Director: Tate Taylor
Cast: Emma Stone, Viola Davis, Octavia Spencer, Bryce Dallas Howard
In My Own Words
Ron Howard has got one talented daughter.
Don’t get me wrong, I think all the actors in The Help are very talented women and I have a tremendous respect for each one of them, but Bryce Dallas Howard is one actor I have kept my eye on for the past few years.
I know M. Night Shyamalan’s The Village has a lot of haters, but I didn’t mind it. It was one of those films people went into expecting a horror film with a lot of blood and guts, monsters and ghosts. So if you were expecting that and weren’t open to anything else, then yes, you would be disappointed. I liked it because it was actually a really good period piece film and it had a difference to it. And Ms Howard’s breakout performance as the blind, wise girl was extremely memorable.
Since then, I have been waiting for another performance like that from her. Manderlay and As You Like It weren’t bad, as wasn’t The Loss of A Diamond Teardrop. However, I had been waiting for her to take on meatier role to show her true talents. In The Help, she does a great job at the sweet but evil Hilly Holbrook and I was so pleased to see her in this role. I still believe she has more in her than what we have seen though. Get her in the right role and she is one of the future Academy Award winners. How’s that for a big prediction?
These are my own words and here is my review.
If you want to see how perfect character development in films should be done, it is right here in The Help.
The characters in The Help are so well constructed that you as the viewer truly feel as though you have made true friends and enemies in the space of 146 minutes. The acting is brilliant, as is the background of the south in the early 1960’s. The only drawback is that it can be a little bit too pretty at times for a film which has very serious undertones. It isn’t all doom and gloom though.
Eugenia “Skeeter” Phelan (Emma Stone) is an aspiring writer in 1960’s Jackson, Mississippi, a time when women weren’t supposed to want a career, just a husband. After approaching, the maid of one her friends, Aibileen (Viola Davis) for help with her column, she realises how much Jackson’s help has to tell. Skeeter undertakes the ambitious and dangerous task of writing a book from the point of the Help about the white families they work for. The further Skeeter explores, the more she sympathizes with the Help and realizes the evil that is all around her in Jackson.
Kathryn Stockett’s novel is brought to life in brilliant fashion. The time period of the 1960’s in the south is very well represented. It is startling revelation to many that this time of unease and cruelty was not so long ago. There are some startling and very emotional moments throughout The Help, but also some comedic and triumphant moments. The script provides some memorable moments as well, particularly when the Help are telling their stories.
Visually, the film is rather gorgeous. The town of Jackson is picturesque and the town’s milk bars make you long for that part of the 60’s with the music of the times blaring while you drank your milkshake. The classic Cadillacs are a novelty and the costumes for the women are stunning.

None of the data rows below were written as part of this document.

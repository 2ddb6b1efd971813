use std::path::{Path, PathBuf};

use crate::ast::StructuralEvent;
use crate::error::{LtxError, Warning};
use crate::lexer::{Lexer, Token, TokenKind};

mod events;
mod include;

/// State shared across the whole parse, including every recursively
/// expanded include: the expansion stack for the cycle guard, the global
/// "a section has been opened" flag, and the warning sink.
pub(crate) struct ParseSession {
    expanding: Vec<PathBuf>,
    section_seen: bool,
    warnings: Vec<Warning>,
}

impl ParseSession {
    fn new() -> Self {
        ParseSession {
            expanding: Vec::new(),
            section_seen: false,
            warnings: Vec::new(),
        }
    }

    fn warn(&mut self, warning: Warning) {
        tracing::warn!("{}", warning);
        self.warnings.push(warning);
    }
}

/// A structural parser over one file's token stream with one token of
/// lookahead. Include expansion spawns a child `Parser` per file; shared
/// state lives in the [`ParseSession`].
pub struct Parser<'a> {
    lexer: Lexer<'a>,
    peek: Option<Token>,
    path: PathBuf,
}

impl<'a> Parser<'a> {
    pub fn new(input: &'a str, path: &Path) -> Result<Self, LtxError> {
        let mut lexer = Lexer::new(input);
        let peek = Some(lexer.next_token()?);
        Ok(Self {
            lexer,
            peek,
            path: path.to_path_buf(),
        })
    }

    pub(crate) fn bump(&mut self) -> Result<Token, LtxError> {
        let curr = self.peek.take().ok_or_else(|| LtxError::UnexpectedToken {
            token: "end of input".into(),
            line: self.lexer.line(),
            column: self.lexer.column(),
            hint: None,
            code: Some(203),
        })?;
        // the lexer keeps yielding Eof at end of input, so the lookahead
        // slot never runs dry
        self.peek = Some(self.lexer.next_token()?);
        Ok(curr)
    }

    pub(crate) fn peek_kind(&self) -> Option<TokenKind> {
        self.peek.as_ref().map(|t| t.kind)
    }
}

/// Parse a file from disk into its flattened structural event sequence,
/// recursively expanding includes. Returns the events together with the
/// recoverable warnings raised along the way.
pub fn parse_file(path: &Path) -> Result<(Vec<StructuralEvent>, Vec<Warning>), LtxError> {
    let mut session = ParseSession::new();
    let events = include::parse_one_file(path, &mut session)?;
    Ok((events, session.warnings))
}

/// Parse in-memory text. Include paths resolve against `origin`'s
/// directory; `origin` also names the input in diagnostics.
pub fn parse_str(
    input: &str,
    origin: &Path,
) -> Result<(Vec<StructuralEvent>, Vec<Warning>), LtxError> {
    let mut session = ParseSession::new();
    let mut parser = Parser::new(input, origin)?;
    let events = events::parse_events(&mut parser, &mut session)?;
    Ok((events, session.warnings))
}

#[cfg(test)]
mod tests;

The only problem is that these things can make the film a little too pretty. The poster for The Help is bright yellow, which is a funny colour the make a poster of a film where the main subject is the cruelty towards the coloured Help, as yellow normally symbolises happiness. The lives of the white women in Jackson come across as enviable as visually everything looks so perfect and fun and pretty for the female audience. It turns The Help into a chick film based purely on the visuals. It does seem strange for Tate Taylor to make a film with content like this so pretty, but it does open it up to a larger audience of females of all ages by doing so. However, making the film so “pretty” does take away the seriousness of the full picture.
The characters are wonderful. The best thing is you know exactly who all the characters are and where they have come from. Viola Davis and Octavia Spencer give tremendous performances and they are so real. You know the background of each of the characters and you feel connected to the two of them and feel everything they go through.
Emma Stone does well in a role that is unlike her comedic roots. She has one very touching moment when she finds out the truth about her old maid. Bryce Dallas Howard is great as the sweet and sour Hilly Holbrook. Her character is the type of person every fears, the one people feel they have to be friends with because otherwise they will tear you to shreds. Both her and Stone are completely natural in their roles.
Jessica Chastain, who plays Celia Foote, does well at times, but her character does come across as a bit too silly and plays the dumb blonde stereotype a bit too over the top. The small roles in which the men of the film have portray the white men of Jackson to be just as much dumb blondes as what Chastain’s character is.
Enjoyable and visually fun, but is it wrong for something of such a serious matter to be visually fun?